Irrespective of contradictory evidence in the refereed literature, the claim that there is now a consensus on the safety of GMOs continues to be widely and often uncritically aired. In this publication, the claimed consensus over GMO safety is shown to be an artificial construct that has been falsely perpetuated through diverse fora. For decades, the safety of GMOs has been a hotly controversial topic that has been much debated around the world.
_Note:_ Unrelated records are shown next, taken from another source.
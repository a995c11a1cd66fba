//! Value patching
//!
//! Sets one key path of a values file to a string, in place, by shelling
//! out to an external structured-text editor.

mod yq;

pub use yq::{DEFAULT_YQ, YqEditor};

use crate::error::Result;
use crate::submit::ProgressCallback;
use async_trait::async_trait;
use tracing::{debug, info};

/// A single value edit
#[derive(Debug, Clone, PartialEq, Eq)]
pub struct ValueEdit {
    /// File to edit
    pub file_path: String,
    /// Key path, `.` or `/` delimited
    pub value_path: String,
    /// New string value
    pub new_value: String,
}

impl ValueEdit {
    /// Key path in yq's `.a.b.c` form
    pub fn key_expression(&self) -> String {
        let path = self.value_path.trim().replace('/', ".");
        if path.starts_with('.') {
            path
        } else {
            format!(".{path}")
        }
    }

    /// yq assignment writing `new_value` as a quoted string scalar
    pub fn expression(&self) -> String {
        let escaped = self.new_value.replace('\\', "\\\\").replace('"', "\\\"");
        format!("{} = \"{escaped}\"", self.key_expression())
    }
}

/// What the editor printed
#[derive(Debug, Clone, Default, PartialEq, Eq)]
pub struct EditOutput {
    /// Combined stdout and stderr
    pub output: String,
}

/// Something that can apply a [`ValueEdit`] to a file
#[async_trait]
pub trait ValueEditor: Send + Sync {
    /// Human-readable form of the command that would run
    fn describe(&self, edit: &ValueEdit) -> String;

    /// Resolve the editor program without running it
    ///
    /// Returns the resolved location, or `Error::EditorNotFound`.
    fn locate(&self) -> Result<String>;

    /// Rewrite the file in place
    async fn apply(&self, edit: &ValueEdit) -> Result<EditOutput>;
}

/// Apply an edit, or only describe it on a dry run
///
/// The editor must be resolvable in both modes, so a dry run fails the same
/// way the real run would on a host without it.
pub async fn patch_value(
    editor: &dyn ValueEditor,
    edit: &ValueEdit,
    dry_run: bool,
    progress: &dyn ProgressCallback,
) -> Result<Option<EditOutput>> {
    let program = editor.locate()?;
    debug!(program = %program, "found value editor");
    let command = editor.describe(edit);

    if dry_run {
        progress
            .on_message(&format!("DRYRUN ENABLED, would run command: {command}"))
            .await;
        return Ok(None);
    }

    progress
        .on_message(&format!("Running command: {command}"))
        .await;
    let output = editor.apply(edit).await?;
    info!(file = %edit.file_path, path = %edit.value_path, "patched value");
    Ok(Some(output))
}
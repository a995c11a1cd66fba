//! Recording platform service

#![allow(dead_code)]

use super::fixtures::{make_branch, make_mr};
use async_trait::async_trait;
use escargo::error::{Error, Result};
use escargo::platform::PlatformService;
use escargo::types::{
    Branch, Commit, FileDiff, FileUpdate, MergeReadiness, MergeRequest, NewMergeRequest,
    PlatformConfig,
};
use std::collections::VecDeque;
use std::sync::Mutex;

/// One recorded host call
#[derive(Debug, Clone, PartialEq)]
pub enum Call {
    ListBranches(String),
    DeleteBranch(String),
    CreateBranch { name: String, base_ref: String },
    CreateCommit(FileUpdate),
    CommitDiff(String),
    CreateMergeRequest(NewMergeRequest),
    Approve(u64),
    MergeReadiness(u64),
    Accept { iid: u64, message: String },
}

impl Call {
    /// Short operation name, used for ordering assertions
    pub const fn op(&self) -> &'static str {
        match self {
            Self::ListBranches(_) => "list_branches",
            Self::DeleteBranch(_) => "delete_branch",
            Self::CreateBranch { .. } => "create_branch",
            Self::CreateCommit(_) => "create_commit",
            Self::CommitDiff(_) => "commit_diff",
            Self::CreateMergeRequest(_) => "create_merge_request",
            Self::Approve(_) => "approve",
            Self::MergeReadiness(_) => "merge_readiness",
            Self::Accept { .. } => "accept",
        }
    }
}

/// Stubbed GitLab that records every call
pub struct MockPlatformService {
    config: PlatformConfig,
    calls: Mutex<Vec<Call>>,
    branches: Vec<Branch>,
    diff: Vec<FileDiff>,
    statuses: Mutex<VecDeque<MergeReadiness>>,
    fail_op: Option<&'static str>,
}

impl MockPlatformService {
    /// Host with no branches, a one-file diff and an immediately mergeable MR
    pub fn new() -> Self {
        Self {
            config: PlatformConfig {
                project_id: "group/app".to_string(),
                base_url: "https://gitlab.example.com".to_string(),
            },
            calls: Mutex::new(Vec::new()),
            branches: Vec::new(),
            diff: vec![super::fixtures::make_diff("values.yaml")],
            statuses: Mutex::new(VecDeque::new()),
            fail_op: None,
        }
    }

    /// Branches returned by every search
    pub fn with_branches(mut self, names: &[&str]) -> Self {
        self.branches = names.iter().map(|n| make_branch(n)).collect();
        self
    }

    /// Commit diff to report
    pub fn with_diff(mut self, diff: Vec<FileDiff>) -> Self {
        self.diff = diff;
        self
    }

    /// Merge statuses to report in order; the last one repeats.
    /// With none queued the MR is immediately mergeable.
    pub fn with_statuses(self, statuses: &[&str]) -> Self {
        *self.statuses.lock().unwrap() = statuses
            .iter()
            .map(|s| MergeReadiness::from_status(s))
            .collect();
        self
    }

    /// Fail the named operation with an API error
    pub fn failing_on(mut self, op: &'static str) -> Self {
        self.fail_op = Some(op);
        self
    }

    /// All calls in order
    pub fn calls(&self) -> Vec<Call> {
        self.calls.lock().unwrap().clone()
    }

    /// Operation names in order
    pub fn ops(&self) -> Vec<&'static str> {
        self.calls().iter().map(Call::op).collect()
    }

    /// Number of calls to `op`
    pub fn count(&self, op: &str) -> usize {
        self.ops().iter().filter(|o| **o == op).count()
    }

    fn record(&self, call: Call) -> Result<()> {
        let op = call.op();
        self.calls.lock().unwrap().push(call);
        if self.fail_op == Some(op) {
            return Err(Error::GitLabApi(format!("403 Forbidden from {op}")));
        }
        Ok(())
    }
}

#[async_trait]
impl PlatformService for MockPlatformService {
    async fn list_branches(&self, search: &str) -> Result<Vec<Branch>> {
        self.record(Call::ListBranches(search.to_string()))?;
        Ok(self
            .branches
            .iter()
            .filter(|b| b.name.contains(search))
            .cloned()
            .collect())
    }

    async fn delete_branch(&self, name: &str) -> Result<()> {
        self.record(Call::DeleteBranch(name.to_string()))
    }

    async fn create_branch(&self, name: &str, base_ref: &str) -> Result<Branch> {
        self.record(Call::CreateBranch {
            name: name.to_string(),
            base_ref: base_ref.to_string(),
        })?;
        Ok(make_branch(name))
    }

    async fn create_commit(&self, update: &FileUpdate) -> Result<Commit> {
        self.record(Call::CreateCommit(update.clone()))?;
        Ok(Commit {
            id: "abc123".to_string(),
            title: update.message.clone(),
            committer_name: "escargo".to_string(),
        })
    }

    async fn commit_diff(&self, git_ref: &str) -> Result<Vec<FileDiff>> {
        self.record(Call::CommitDiff(git_ref.to_string()))?;
        Ok(self.diff.clone())
    }

    async fn create_merge_request(&self, request: &NewMergeRequest) -> Result<MergeRequest> {
        self.record(Call::CreateMergeRequest(request.clone()))?;
        Ok(make_mr(
            7,
            &request.source_branch,
            &request.target_branch,
            &request.title,
        ))
    }

    async fn approve_merge_request(&self, iid: u64) -> Result<()> {
        self.record(Call::Approve(iid))
    }

    async fn merge_readiness(&self, iid: u64) -> Result<MergeReadiness> {
        self.record(Call::MergeReadiness(iid))?;
        let mut statuses = self.statuses.lock().unwrap();
        let status = if statuses.len() > 1 {
            statuses.pop_front()
        } else {
            statuses.front().cloned()
        };
        Ok(status.unwrap_or(MergeReadiness::Ready))
    }

    async fn accept_merge_request(
        &self,
        iid: u64,
        merge_commit_message: &str,
    ) -> Result<MergeRequest> {
        self.record(Call::Accept {
            iid,
            message: merge_commit_message.to_string(),
        })?;
        Ok(make_mr(iid, "escargo/v2", "main", merge_commit_message))
    }

    fn config(&self) -> &PlatformConfig {
        &self.config
    }
}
Published results are contradictory, in part due to the range of different research methods employed, an inadequacy of available procedures, and differences in the analysis and interpretation of data. Such a lack of consensus on safety is also evidenced by the agreement of policymakers from over 160 countries – in the UN’s Cartagena Biosafety Protocol and the Guidelines of the Codex Alimentarius – to authorize careful case-by-case assessment of each GMO by national authorities to determine whether the particular construct satisfies the national criteria for ‘safe’. Rigorous assessment of GMO safety has been hampered by the lack of funding independent of proprietary interests. Research for the public good has been further constrained by property rights issues, and by denial of access to research material for researchers unwilling to sign contractual agreements with the developers, which confer unacceptable control over publication to the proprietary interests. This joint statement developed and signed by over 300 independent researchers, and reproduced and published here, does not assert that GMOs are unsafe or safe. Rather, the statement concludes that the scarcity and contradictory nature of the scientific evidence published to date prevents conclusive claims of safety, or of lack of safety, of GMOs.

Hilbeck, A., Binimelis, R., Defarge, N., Steinbrecher, R., Szekacs, A., Wickson, F., Antoniou, M., Bereano, P.L., Clark, E.A., Hansen, M., Novotny, E., Heinemann, J., Meyer, H., Shiva, V., Wynne, B. (2015) “No scientific consensus on GMO safety”, Environmental Sciences Europe 27(4): 1-6.